Was hab ich mir da eingebrockt! Mal eben schnell aus ein paar Zeilen eines von mir übersetzten Drehbuchs Untertitel machen ... für einen kurzen Teaser, ja?
Die Berlinale steht vor der Tür, die Nervosität steigt überall. Und der Teaser (von englisch to tease - necken), soll den potentiellen Koproduzenten zeigen, wie der fertige Film mal aussehen soll.
Okay, normalerweise liebe ich es, "meine" Projekte sprachlich von der Idee übers Exposé durch die langen Drehbuchdurststrecken hin zum Dreh (Set-Dolmetschen!) und am Ende bis zu Untertitel und Filmpremiere zu begleiten. Aber eigentlich bin ich im Urlaub. Und der große Rechner mit dem Schnittprogramm und dem Untertitel-Tralala ist nicht greifbar.
Also mal eben rasch geschaut, was mit den Bordmitteln ginge. "VLC", das ist der Filmplayer mit dem Baustellenhütchen (das in Frankreich bei Filmdrehs von den Leuten aufgestellt wird, die im Abspann als ventouse stehen, "Blocker" auf Deutsch, wörtlich übersetzt: 'Saugnapf'), also der Saugnapf-Filmplayer kann angeblich auch Untertiteldateien mit der .srt-Endung einblenden, sofern sie den gleichen Namen wie der Film haben — aber wie stellt man die zuvor her?
Die ersten Schritte ... |
Zehn Minuten später: Schön schaut's aus, macht Spaß, ich bin wieder drin im Untertiteln, zähle Buchstaben und Sekunden, rechne mit einem automatisierten Rechner, so soll's sein. Aber wie mach ich aus einem Einzeiler einen Zweizeiler? Ich speicher' mal was zur Probe ...
Aber was ist das? Bauchweh? Ich rechne, prüfe nochmal. Sehe auf die Uhr. Ogott, das müsste Hunger sein. Das Mittagessen war leicht und der Fünf-Uhr-Tee fiel wegen diverser Aktivitäten aus! Heut bin ich allein zu Hause, da gab's mal keine Essensabsprachen! Ab mit mir in die Küche und morgen weitertesten! (Wie gesagt, das war am Freitag.)
Warum ich das hier schreibe? Der Job Übersetzer und Dolmetscher ist nichts für Leute, die Angst haben vor Arbeit. Er ist nichts für Leute, die Angst haben vor Technik.
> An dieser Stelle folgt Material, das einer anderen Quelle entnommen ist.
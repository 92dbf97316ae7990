//! HTTP API client for the REST collaborators the sync layer depends on.

use async_trait::async_trait;
use reqwest::Client;
use serde::de::DeserializeOwned;
use serde::Serialize;
use talentsync_shared::{
    AnalysisJob, ApiError, BadgeCounts, ConfirmAnalysisRequest, FieldSelection, Notification,
};

use crate::config::SyncConfig;

pub const ANALYSIS_PATH: &str = "/api/profile/document-analysis";
pub const BADGE_COUNTS_PATH: &str = "/api/badge-counts";
pub const NOTIFICATIONS_PATH: &str = "/api/notifications";

/// REST endpoints consumed by the sync core.
#[async_trait]
pub trait SyncApi: Send + Sync + 'static {
    /// Current analysis job snapshot for the authenticated subject.
    async fn fetch_analysis_job(&self) -> Result<AnalysisJob, ApiError>;

    /// Commit the selected extracted fields into the subject's profile.
    ///
    /// The action endpoints may answer with an updated snapshot or an empty body.
    async fn confirm_analysis(
        &self,
        selection: &FieldSelection,
    ) -> Result<Option<AnalysisJob>, ApiError>;

    async fn reject_analysis(&self) -> Result<Option<AnalysisJob>, ApiError>;

    async fn rerun_analysis(&self) -> Result<Option<AnalysisJob>, ApiError>;

    /// Authoritative badge-count snapshot.
    async fn fetch_badge_counts(&self) -> Result<BadgeCounts, ApiError>;

    async fn fetch_notifications(&self) -> Result<Vec<Notification>, ApiError>;
}

/// HTTP client for the talentsync REST API.
#[derive(Debug, Clone)]
pub struct ApiClient {
    client: Client,
    base_url: String,
    token: Option<String>,
}

impl Default for ApiClient {
    fn default() -> Self {
        Self::new()
    }
}

impl ApiClient {
    /// Create a new API client
    pub fn new() -> Self {
        Self {
            client: Client::new(),
            base_url: String::new(),
            token: None,
        }
    }

    pub fn from_config(config: &SyncConfig) -> Self {
        Self::new()
            .with_base_url(config.api_url.clone())
            .with_token(config.token.clone())
    }

    /// Set the base URL for API requests
    pub fn with_base_url(mut self, base_url: impl Into<String>) -> Self {
        self.base_url = base_url.into();
        self
    }

    /// Configure the bearer token
    pub fn with_token(mut self, token: Option<String>) -> Self {
        self.token = token;
        self
    }

    fn url(&self, path: &str) -> String {
        if path.starts_with("http://") || path.starts_with("https://") {
            return path.to_string();
        }
        if self.base_url.is_empty() {
            if path.starts_with('/') {
                path.to_string()
            } else {
                format!("/{path}")
            }
        } else {
            let base = self.base_url.trim_end_matches('/');
            let path = path.trim_start_matches('/');
            format!("{base}/{path}")
        }
    }

    fn authorize(&self, rb: reqwest::RequestBuilder) -> reqwest::RequestBuilder {
        match &self.token {
            Some(token) => rb.bearer_auth(token),
            None => rb,
        }
    }

    /// Make a GET request
    pub async fn get_json<TRes: DeserializeOwned>(&self, path: &str) -> Result<TRes, ApiError> {
        let rb = self.authorize(self.client.get(self.url(path)));
        let resp = rb.send().await.map_err(|e| ApiError::Network(e.to_string()))?;
        Self::read_json(resp).await
    }

    /// Make a POST request with JSON body
    pub async fn post_json<TReq: Serialize + ?Sized, TRes: DeserializeOwned>(
        &self,
        path: &str,
        body: &TReq,
    ) -> Result<TRes, ApiError> {
        let body_bytes =
            serde_json::to_vec(body).map_err(|e| ApiError::Deserialize(e.to_string()))?;

        let resp = self
            .authorize(self.client.post(self.url(path)))
            .body(body_bytes)
            .header("Content-Type", "application/json")
            .send()
            .await
            .map_err(|e| ApiError::Network(e.to_string()))?;
        Self::read_json(resp).await
    }

    async fn read_json<TRes: DeserializeOwned>(resp: reqwest::Response) -> Result<TRes, ApiError> {
        let status = resp.status().as_u16();
        let is_success = resp.status().is_success();
        let text = resp
            .text()
            .await
            .map_err(|e| ApiError::Network(format!("failed to read body: {e}")))?;

        if !is_success {
            return Err(ApiError::Http { status, body: text });
        }

        if text.is_empty() {
            serde_json::from_str("null").map_err(|e| ApiError::Deserialize(e.to_string()))
        } else {
            serde_json::from_str(&text).map_err(|e| ApiError::Deserialize(e.to_string()))
        }
    }
}

#[async_trait]
impl SyncApi for ApiClient {
    async fn fetch_analysis_job(&self) -> Result<AnalysisJob, ApiError> {
        self.get_json(ANALYSIS_PATH).await
    }

    async fn confirm_analysis(
        &self,
        selection: &FieldSelection,
    ) -> Result<Option<AnalysisJob>, ApiError> {
        let body = ConfirmAnalysisRequest {
            selected_fields: selection.clone(),
        };
        self.post_json(&format!("{ANALYSIS_PATH}/confirm"), &body).await
    }

    async fn reject_analysis(&self) -> Result<Option<AnalysisJob>, ApiError> {
        self.post_json(&format!("{ANALYSIS_PATH}/reject"), &serde_json::json!({}))
            .await
    }

    async fn rerun_analysis(&self) -> Result<Option<AnalysisJob>, ApiError> {
        self.post_json(&format!("{ANALYSIS_PATH}/rerun"), &serde_json::json!({}))
            .await
    }

    async fn fetch_badge_counts(&self) -> Result<BadgeCounts, ApiError> {
        self.get_json(BADGE_COUNTS_PATH).await
    }

    async fn fetch_notifications(&self) -> Result<Vec<Notification>, ApiError> {
        self.get_json(NOTIFICATIONS_PATH).await
    }
}
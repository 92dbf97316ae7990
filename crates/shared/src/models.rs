//! Data models exchanged with the talentsync backend.

use std::collections::BTreeMap;

use chrono::{DateTime, Utc};
use serde::{Deserialize, Deserializer, Serialize};

// --- Identifiers ---

#[derive(Deserialize)]
#[serde(untagged)]
enum RawId {
    Text(String),
    Int(i64),
}

impl From<RawId> for String {
    fn from(raw: RawId) -> Self {
        match raw {
            RawId::Text(s) => s,
            RawId::Int(n) => n.to_string(),
        }
    }
}

/// Accept ids the backend sends either as strings or as integers.
pub fn id_from_str_or_int<'de, D>(deserializer: D) -> Result<String, D::Error>
where
    D: Deserializer<'de>,
{
    RawId::deserialize(deserializer).map(String::from)
}

pub fn opt_id_from_str_or_int<'de, D>(deserializer: D) -> Result<Option<String>, D::Error>
where
    D: Deserializer<'de>,
{
    Ok(Option::<RawId>::deserialize(deserializer)?.map(String::from))
}

// --- Messaging ---

#[derive(Debug, Clone, Serialize, Deserialize, PartialEq)]
#[serde(rename_all = "camelCase")]
pub struct ChatMessage {
    #[serde(deserialize_with = "id_from_str_or_int")]
    pub id: String,
    #[serde(deserialize_with = "id_from_str_or_int")]
    pub conversation_id: String,
    #[serde(default, deserialize_with = "opt_id_from_str_or_int")]
    pub sender_id: Option<String>,
    #[serde(default)]
    pub body: String,
    pub created_at: Option<DateTime<Utc>>,
}

// --- Badge counts ---

/// Authoritative unread counters. `total` is aggregated server-side and is
/// never recomputed from the other fields.
#[derive(Debug, Clone, Copy, Default, Serialize, Deserialize, PartialEq, Eq)]
pub struct BadgeCounts {
    pub messages: u64,
    pub applications: u64,
    pub jobs: u64,
    pub ratings: u64,
    pub total: u64,
}

// --- Notifications ---

#[derive(Debug, Clone, Serialize, Deserialize, PartialEq)]
#[serde(rename_all = "camelCase")]
pub struct Notification {
    #[serde(deserialize_with = "id_from_str_or_int")]
    pub id: String,
    #[serde(default)]
    pub kind: String,
    #[serde(default)]
    pub title: String,
    #[serde(default, skip_serializing_if = "Option::is_none")]
    pub body: Option<String>,
    #[serde(default, skip_serializing_if = "Option::is_none")]
    pub link: Option<String>,
    #[serde(default)]
    pub read: bool,
    pub created_at: Option<DateTime<Utc>>,
    #[serde(default, skip_serializing_if = "Option::is_none")]
    pub updated_at: Option<DateTime<Utc>>,
}

// --- Document analysis ---

/// Lifecycle of the background document-analysis job.
#[derive(Debug, Clone, Copy, Default, Serialize, Deserialize, PartialEq, Eq, Hash)]
#[serde(rename_all = "snake_case")]
pub enum AnalysisStatus {
    /// No analysis job exists for the subject.
    #[default]
    #[serde(rename = "none")]
    Idle,
    Pending,
    Parsing,
    Completed,
    Failed,
    Confirmed,
    Rejected,
}

impl AnalysisStatus {
    /// The job is still being worked on server-side.
    pub fn is_in_progress(self) -> bool {
        matches!(self, AnalysisStatus::Pending | AnalysisStatus::Parsing)
    }

    /// Passive observation never leaves these states on its own.
    pub fn is_terminal(self) -> bool {
        matches!(
            self,
            AnalysisStatus::Idle | AnalysisStatus::Confirmed | AnalysisStatus::Rejected
        )
    }

    /// Extracted fields are waiting for a confirm or reject decision.
    pub fn awaits_review(self) -> bool {
        self == AnalysisStatus::Completed
    }

    pub fn can_rerun(self) -> bool {
        matches!(self, AnalysisStatus::Failed | AnalysisStatus::Idle)
    }

    pub fn as_str(self) -> &'static str {
        match self {
            AnalysisStatus::Idle => "none",
            AnalysisStatus::Pending => "pending",
            AnalysisStatus::Parsing => "parsing",
            AnalysisStatus::Completed => "completed",
            AnalysisStatus::Failed => "failed",
            AnalysisStatus::Confirmed => "confirmed",
            AnalysisStatus::Rejected => "rejected",
        }
    }
}

impl std::fmt::Display for AnalysisStatus {
    fn fmt(&self, f: &mut std::fmt::Formatter<'_>) -> std::fmt::Result {
        f.write_str(self.as_str())
    }
}

/// Profile fields extracted from an uploaded document, keyed by field name.
pub type ExtractedFields = BTreeMap<String, serde_json::Value>;

/// Which extracted fields the user chose to commit to their profile.
pub type FieldSelection = BTreeMap<String, bool>;

/// A complete server-asserted snapshot of the analysis job. Every write to
/// the local job-status cache replaces the previous snapshot wholesale.
#[derive(Debug, Clone, Default, Serialize, Deserialize, PartialEq)]
#[serde(rename_all = "camelCase")]
pub struct AnalysisJob {
    #[serde(default)]
    pub status: AnalysisStatus,
    #[serde(default, skip_serializing_if = "Option::is_none")]
    pub error_message: Option<String>,
    #[serde(default, skip_serializing_if = "Option::is_none")]
    pub extracted_fields: Option<ExtractedFields>,
    #[serde(default, skip_serializing_if = "Option::is_none")]
    pub completed_at: Option<DateTime<Utc>>,
    #[serde(default, skip_serializing_if = "Option::is_none")]
    pub confirmed_at: Option<DateTime<Utc>>,
}

impl AnalysisJob {
    pub fn with_status(status: AnalysisStatus) -> Self {
        Self {
            status,
            ..Self::default()
        }
    }
}

#[derive(Debug, Clone, Serialize, Deserialize, PartialEq)]
#[serde(rename_all = "camelCase")]
pub struct ConfirmAnalysisRequest {
    pub selected_fields: FieldSelection,
}

#[cfg(test)]
mod tests {
    use super::*;

    #[test]
    fn notification_accepts_numeric_id() {
        let n: Notification =
            serde_json::from_str(r#"{"id":42,"title":"Hi","createdAt":null}"#).unwrap();
        assert_eq!(n.id, "42");
        assert!(!n.read);
    }

    #[test]
    fn analysis_status_none_maps_to_idle() {
        let job: AnalysisJob = serde_json::from_str(r#"{"status":"none"}"#).unwrap();
        assert_eq!(job.status, AnalysisStatus::Idle);
        assert_eq!(serde_json::to_string(&AnalysisStatus::Idle).unwrap(), "\"none\"");
    }

    #[test]
    fn status_classification() {
        assert!(AnalysisStatus::Pending.is_in_progress());
        assert!(AnalysisStatus::Parsing.is_in_progress());
        assert!(!AnalysisStatus::Completed.is_in_progress());
        assert!(AnalysisStatus::Confirmed.is_terminal());
        assert!(AnalysisStatus::Rejected.is_terminal());
        assert!(!AnalysisStatus::Failed.is_terminal());
        assert!(AnalysisStatus::Failed.can_rerun());
        assert!(!AnalysisStatus::Completed.can_rerun());
    }
}
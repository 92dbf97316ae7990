//! Local caches fed by the push channel and the REST collaborators.

pub mod cache;
pub mod reconciler;

pub use cache::{CacheChange, CacheKey, QueryCache, Resource};
pub use reconciler::CacheReconciler;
Vor allem mit der Spezialisierung auf Film und Medien sind gefragt: Leidensfähigkeit, Flexibilität, Innovativität, Lernfähigkeit, Schnelligkeit.
Deshalb ist es auch kein Job, sondern ein Beruf, ja, ich verwende gern das gute alte Wort, das so schön nach Berufung klingt.
Und das hier allen ins Stammbuch geschrieben, die "gern was mit Film" werden möchten und vielleicht ahnen, dass in 80 % der europäischen Firmen der Filmbranche nur wenig Geld ist, weshalb sie auf die Sprachdienstleistungen in Sachen Film schielen: Von der Filmbranche aus gesehen sind wir Filmmitarbeiter. Wir kämpfen täglich ums Honorar, Höhe, Termine und manchmal auch noch darum, dass es überhaupt kommt!!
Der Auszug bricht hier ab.